Skyway Aviation Handling Company, SAHCO Plc, Monday concluded arrangement to divest 49 percent of the company to the investing public.
The divestment, which will take place in phases, has set sail with the signed offer documents for the floating of an Initial Public Offering (IPO) of about N1.9 billion, the first in the capital market after four years of primary market lull.
Alex Okoh, director general for Bureau of Public Enterprises (BPE) at the signing explained that during the privatisation of SAHCO, the agreement was that 49 percent of the shares should be sold to the general public.
“We are happy that the company is now offering these shares to the public so that many Nigerians will partake in the ownership of the company. It is better for many Nigerians to own the business. We are also happy that the current shareholders have been able to turnaround the entity. So we implore Nigerians to partake in this offer,” he said.
The company which was privatised in 2009 and acquired by Sifax Group would be raising the fund by way of offer for sale of 406,074,000 ordinary shares of 50 kobo each at N4.65 per share.
The offering is being undertaken to enable the current shareholders divest part of their stakes in the company.
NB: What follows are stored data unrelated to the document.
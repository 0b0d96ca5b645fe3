//! Errors raised while building, reading, or writing graphs.

use std::path::PathBuf;

use crate::format::Format;

/// Error type for the graph layer.
#[derive(Debug, thiserror::Error)]
pub enum GraphError {
    /// The file could not be stat'ed or read.
    #[error("cannot read {}: {source}", path.display())]
    Io {
        /// The offending path.
        path: PathBuf,
        /// Underlying I/O failure.
        #[source]
        source: std::io::Error,
    },

    /// The file exceeds the configured input ceiling.
    #[error("refusing to read {} ({size} bytes) > limit {limit} bytes", path.display())]
    TooLarge {
        /// The offending path.
        path: PathBuf,
        /// Actual size in bytes.
        size: u64,
        /// Configured ceiling in bytes.
        limit: u64,
    },

    /// The serialization could not be parsed.
    #[error("syntax error in {source_name}: {message}")]
    Syntax {
        /// File name or other label of the input.
        source_name: String,
        /// Parser message.
        message: String,
    },

    /// The input contains a term kind the model does not represent.
    #[error("unsupported term in {source_name}: {kind}")]
    UnsupportedTerm {
        /// File name or other label of the input.
        source_name: String,
        /// Description of the rejected term.
        kind: String,
    },

    /// A triple with a term in a position it may not occupy.
    #[error("invalid triple: {0}")]
    InvalidTriple(String),

    /// A format name that is not recognised.
    #[error("unknown RDF format '{0}' (expected turtle, nt, rdfxml or jsonld)")]
    UnknownFormat(String),

    /// Output was requested in a format that is only read.
    #[error("{0} is an input-only format; write turtle or nt")]
    ReadOnlyFormat(Format),
}
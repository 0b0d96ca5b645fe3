//! `owldiff`: normalizes and diffs OWL ontologies.
//!
//! Blank node labels, `rdf:List` order and the direction of symmetric
//! axioms are normalized away first, so the diff only reports real changes.
//!
//! **Usage:**
//! ```
//! owldiff diff OLD NEW [--out-prefix diff] [--format turtle|nt] [--diff-mode isomorphic|simple]
//! owldiff normalize INPUT [-o OUTPUT] [--format turtle|nt]
//! ```
//!
//! Inputs may be Turtle, N-Triples, RDF/XML (`.owl`, `.rdf`, `.xml`) or
//! JSON-LD (`.jsonld`); outputs are Turtle or N-Triples.
//!
//! Exits 0 on success (an empty diff included) and 2 on any error.

#![deny(
    clippy::unwrap_used,
    clippy::expect_used,
    clippy::panic,
    missing_docs,
    clippy::missing_errors_doc
)]

use std::path::{Path, PathBuf};
use std::process::ExitCode;

use anyhow::{Context, Result};
use clap::{Args, Parser, Subcommand};
use owldiff_engine::run::{run_diff, run_normalize, write_atomic, DiffRequest, OutputSpec};
use owldiff_engine::{DiffMode, EngineConfig};
use owldiff_graph::Format;
use tracing_subscriber::EnvFilter;

/// Normalize and diff OWL ontologies.
#[derive(Parser)]
#[command(
    name = "owldiff",
    version,
    about = "Normalize OWL ontologies and report the triples that really changed"
)]
struct Cli {
    #[command(subcommand)]
    command: Command,

    /// Log level; RUST_LOG overrides it.
    #[arg(
        long,
        global = true,
        default_value = "info",
        value_parser = ["error", "warn", "info", "debug", "trace"]
    )]
    log_level: String,
}

#[derive(Subcommand)]
enum Command {
    /// Diff two versions of an ontology into additions, removals and unchanged triples.
    Diff {
        /// The old version.
        old: PathBuf,

        /// The new version.
        new: PathBuf,

        /// Output path prefix; files are written as <prefix>.<part>.<ext>.
        #[arg(long, default_value = "diff")]
        out_prefix: PathBuf,

        /// Output serialization (turtle or nt).
        #[arg(long, default_value = "turtle")]
        format: Format,

        /// Do not write the unchanged triples.
        #[arg(long)]
        no_unchanged: bool,

        /// Format of OLD (turtle, nt, rdfxml or jsonld); detected from the extension by default.
        #[arg(long)]
        old_format: Option<Format>,

        /// Format of NEW (turtle, nt, rdfxml or jsonld); detected from the extension by default.
        #[arg(long)]
        new_format: Option<Format>,

        /// Diff strategy (isomorphic or simple).
        #[arg(long)]
        diff_mode: Option<DiffMode>,

        /// Also write the run summary as JSON to this file.
        #[arg(long)]
        summary_json: Option<PathBuf>,

        #[command(flatten)]
        engine: EngineFlags,
    },

    /// Write the normalized form of one ontology.
    Normalize {
        /// The ontology to normalize.
        input: PathBuf,

        /// Output file (default: <input stem>.normalized.<ext> beside the input).
        #[arg(short, long)]
        output: Option<PathBuf>,

        /// Output serialization (turtle or nt); detected from OUTPUT by default.
        #[arg(long)]
        format: Option<Format>,

        /// Format of INPUT (turtle, nt, rdfxml or jsonld); detected from the extension by default.
        #[arg(long)]
        input_format: Option<Format>,

        #[command(flatten)]
        engine: EngineFlags,
    },
}

/// Flags shared by every subcommand that normalizes.
#[derive(Args)]
struct EngineFlags {
    /// TOML configuration file; command-line flags take precedence.
    #[arg(long)]
    config: Option<PathBuf>,

    /// Skip list sorting and head determinization.
    #[arg(long)]
    no_list_canon: bool,

    /// Skip equivalence and symmetric edge orientation.
    #[arg(long)]
    no_symmetric_canon: bool,

    /// Keep list cells that no longer have any reference.
    #[arg(long)]
    no_prune_lists: bool,

    /// Reject inputs larger than this many bytes.
    #[arg(long)]
    max_input_bytes: Option<u64>,

    /// Emit a progress event every N items in long loops (0 disables).
    #[arg(long)]
    log_every: Option<usize>,
}

impl EngineFlags {
    /// Defaults, then the configuration file, then these flags.
    fn resolve(&self) -> Result<EngineConfig> {
        let mut config = match &self.config {
            Some(path) => EngineConfig::load(path)
                .with_context(|| format!("failed to load configuration {}", path.display()))?,
            None => EngineConfig::default(),
        };
        if self.no_list_canon {
            config.normalize.list_canon = false;
        }
        if self.no_symmetric_canon {
            config.normalize.symmetric_canon = false;
        }
        if self.no_prune_lists {
            config.normalize.prune_lists = false;
        }
        if let Some(max) = self.max_input_bytes {
            config.input.max_bytes = max;
        }
        if let Some(n) = self.log_every {
            config.normalize.log_every = n;
        }
        Ok(config)
    }
}

fn init_logging(level: &str) -> Result<()> {
    let filter = match EnvFilter::try_from_default_env() {
        Ok(filter) => filter,
        Err(_) => EnvFilter::try_new(level).with_context(|| format!("invalid log level {level}"))?,
    };
    tracing_subscriber::fmt()
        .with_env_filter(filter)
        .with_writer(std::io::stderr)
        .with_target(false)
        .try_init()
        .map_err(|e| anyhow::anyhow!("failed to install the log subscriber: {e}"))
}

fn default_output(input: &Path, format: Format) -> PathBuf {
    let stem = input.file_stem().map_or_else(
        || "ontology".to_owned(),
        |s| s.to_string_lossy().into_owned(),
    );
    input.with_file_name(format!("{stem}.normalized.{}", format.extension()))
}

fn run(command: Command) -> Result<()> {
    match command {
        Command::Diff {
            old,
            new,
            out_prefix,
            format,
            no_unchanged,
            old_format,
            new_format,
            diff_mode,
            summary_json,
            engine,
        } => {
            let mut config = engine.resolve()?;
            if let Some(mode) = diff_mode {
                config.diff.mode = mode;
            }
            let request = DiffRequest {
                old,
                new,
                old_format,
                new_format,
                output: OutputSpec {
                    prefix: out_prefix,
                    format,
                    write_unchanged: !no_unchanged,
                },
                config,
            };
            let summary = run_diff(&request).context("diff failed")?;
            if let Some(path) = summary_json {
                let json = serde_json::to_string_pretty(&summary).context("failed to encode summary")?;
                write_atomic(&path, &json)
                    .with_context(|| format!("failed to write summary {}", path.display()))?;
            }
        }
        Command::Normalize {
            input,
            output,
            format,
            input_format,
            engine,
        } => {
            let config = engine.resolve()?;
            let output = output.unwrap_or_else(|| default_output(&input, format.unwrap_or_default()));
            let summary = run_normalize(&input, input_format, &output, format, &config)
                .context("normalization failed")?;
            tracing::info!(
                source = %summary.graph.source.display(),
                parsed = summary.graph.parsed_triples,
                normalized = summary.graph.normalized_triples,
                path = %summary.output.path.display(),
                total_ms = summary.total_millis,
                "normalize complete"
            );
        }
    }
    Ok(())
}

fn main() -> ExitCode {
    let cli = Cli::parse();
    if let Err(err) = init_logging(&cli.log_level) {
        eprintln!("error: {err:#}");
        return ExitCode::from(2);
    }
    match run(cli.command) {
        Ok(()) => ExitCode::SUCCESS,
        Err(err) => {
            tracing::error!(error = %format!("{err:#}"), "run failed");
            eprintln!("error: {err}");
            for cause in err.chain().skip(1) {
                eprintln!("  caused by: {cause}");
            }
            ExitCode::from(2)
        }
    }
}
//! IRIs of the W3C vocabularies the engine rewrites or serializes.

/// RDF namespace.
pub mod rdf {
    /// Namespace IRI.
    pub const NS: &str = "http://www.w3.org/1999/02/22-rdf-syntax-ns#";
    /// `rdf:type`
    pub const TYPE: &str = "http://www.w3.org/1999/02/22-rdf-syntax-ns#type";
    /// `rdf:first`
    pub const FIRST: &str = "http://www.w3.org/1999/02/22-rdf-syntax-ns#first";
    /// `rdf:rest`
    pub const REST: &str = "http://www.w3.org/1999/02/22-rdf-syntax-ns#rest";
    /// `rdf:nil`
    pub const NIL: &str = "http://www.w3.org/1999/02/22-rdf-syntax-ns#nil";
    /// `rdf:List`
    pub const LIST: &str = "http://www.w3.org/1999/02/22-rdf-syntax-ns#List";
    /// `rdf:langString`
    pub const LANG_STRING: &str = "http://www.w3.org/1999/02/22-rdf-syntax-ns#langString";
}

/// RDF Schema namespace.
pub mod rdfs {
    /// Namespace IRI.
    pub const NS: &str = "http://www.w3.org/2000/01/rdf-schema#";
    /// `rdfs:label`
    pub const LABEL: &str = "http://www.w3.org/2000/01/rdf-schema#label";
    /// `rdfs:comment`
    pub const COMMENT: &str = "http://www.w3.org/2000/01/rdf-schema#comment";
    /// `rdfs:subClassOf`
    pub const SUB_CLASS_OF: &str = "http://www.w3.org/2000/01/rdf-schema#subClassOf";
}

/// OWL 2 namespace.
pub mod owl {
    /// Namespace IRI.
    pub const NS: &str = "http://www.w3.org/2002/07/owl#";
    /// `owl:Class`
    pub const CLASS: &str = "http://www.w3.org/2002/07/owl#Class";
    /// `owl:Restriction`
    pub const RESTRICTION: &str = "http://www.w3.org/2002/07/owl#Restriction";
    /// `owl:unionOf`
    pub const UNION_OF: &str = "http://www.w3.org/2002/07/owl#unionOf";
    /// `owl:intersectionOf`
    pub const INTERSECTION_OF: &str = "http://www.w3.org/2002/07/owl#intersectionOf";
    /// `owl:oneOf`
    pub const ONE_OF: &str = "http://www.w3.org/2002/07/owl#oneOf";
    /// `owl:members`
    pub const MEMBERS: &str = "http://www.w3.org/2002/07/owl#members";
    /// `owl:disjointUnionOf`
    pub const DISJOINT_UNION_OF: &str = "http://www.w3.org/2002/07/owl#disjointUnionOf";
    /// `owl:propertyChainAxiom`
    pub const PROPERTY_CHAIN_AXIOM: &str = "http://www.w3.org/2002/07/owl#propertyChainAxiom";
    /// `owl:hasKey`
    pub const HAS_KEY: &str = "http://www.w3.org/2002/07/owl#hasKey";
    /// `owl:equivalentClass`
    pub const EQUIVALENT_CLASS: &str = "http://www.w3.org/2002/07/owl#equivalentClass";
    /// `owl:equivalentProperty`
    pub const EQUIVALENT_PROPERTY: &str = "http://www.w3.org/2002/07/owl#equivalentProperty";
    /// `owl:sameAs`
    pub const SAME_AS: &str = "http://www.w3.org/2002/07/owl#sameAs";
    /// `owl:disjointWith`
    pub const DISJOINT_WITH: &str = "http://www.w3.org/2002/07/owl#disjointWith";
    /// `owl:onProperty`
    pub const ON_PROPERTY: &str = "http://www.w3.org/2002/07/owl#onProperty";
    /// `owl:someValuesFrom`
    pub const SOME_VALUES_FROM: &str = "http://www.w3.org/2002/07/owl#someValuesFrom";
}

/// XML Schema datatypes.
pub mod xsd {
    /// Namespace IRI.
    pub const NS: &str = "http://www.w3.org/2001/XMLSchema#";
    /// `xsd:string`
    pub const STRING: &str = "http://www.w3.org/2001/XMLSchema#string";
    /// `xsd:integer`
    pub const INTEGER: &str = "http://www.w3.org/2001/XMLSchema#integer";
    /// `xsd:boolean`
    pub const BOOLEAN: &str = "http://www.w3.org/2001/XMLSchema#boolean";
}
Also speaking at the signing ceremony, Taiwo Afolabi, chairman SAHCO said: “Based on the terms of the executed Share Sale and Purchase Agreement (SSPA) in respect of the privatisation of the erstwhile Skypower, the shareholders of the company are obligated to divest 49 percent equity stake in SAHCO to the investing Nigerian public, with 10 percent of the shares to be divested, sold to the staff of the company.
Further to this, the company sought and obtained the approval of the Bureau of Public Enterprises (BPE) for a phased divestment in view of current market conditions”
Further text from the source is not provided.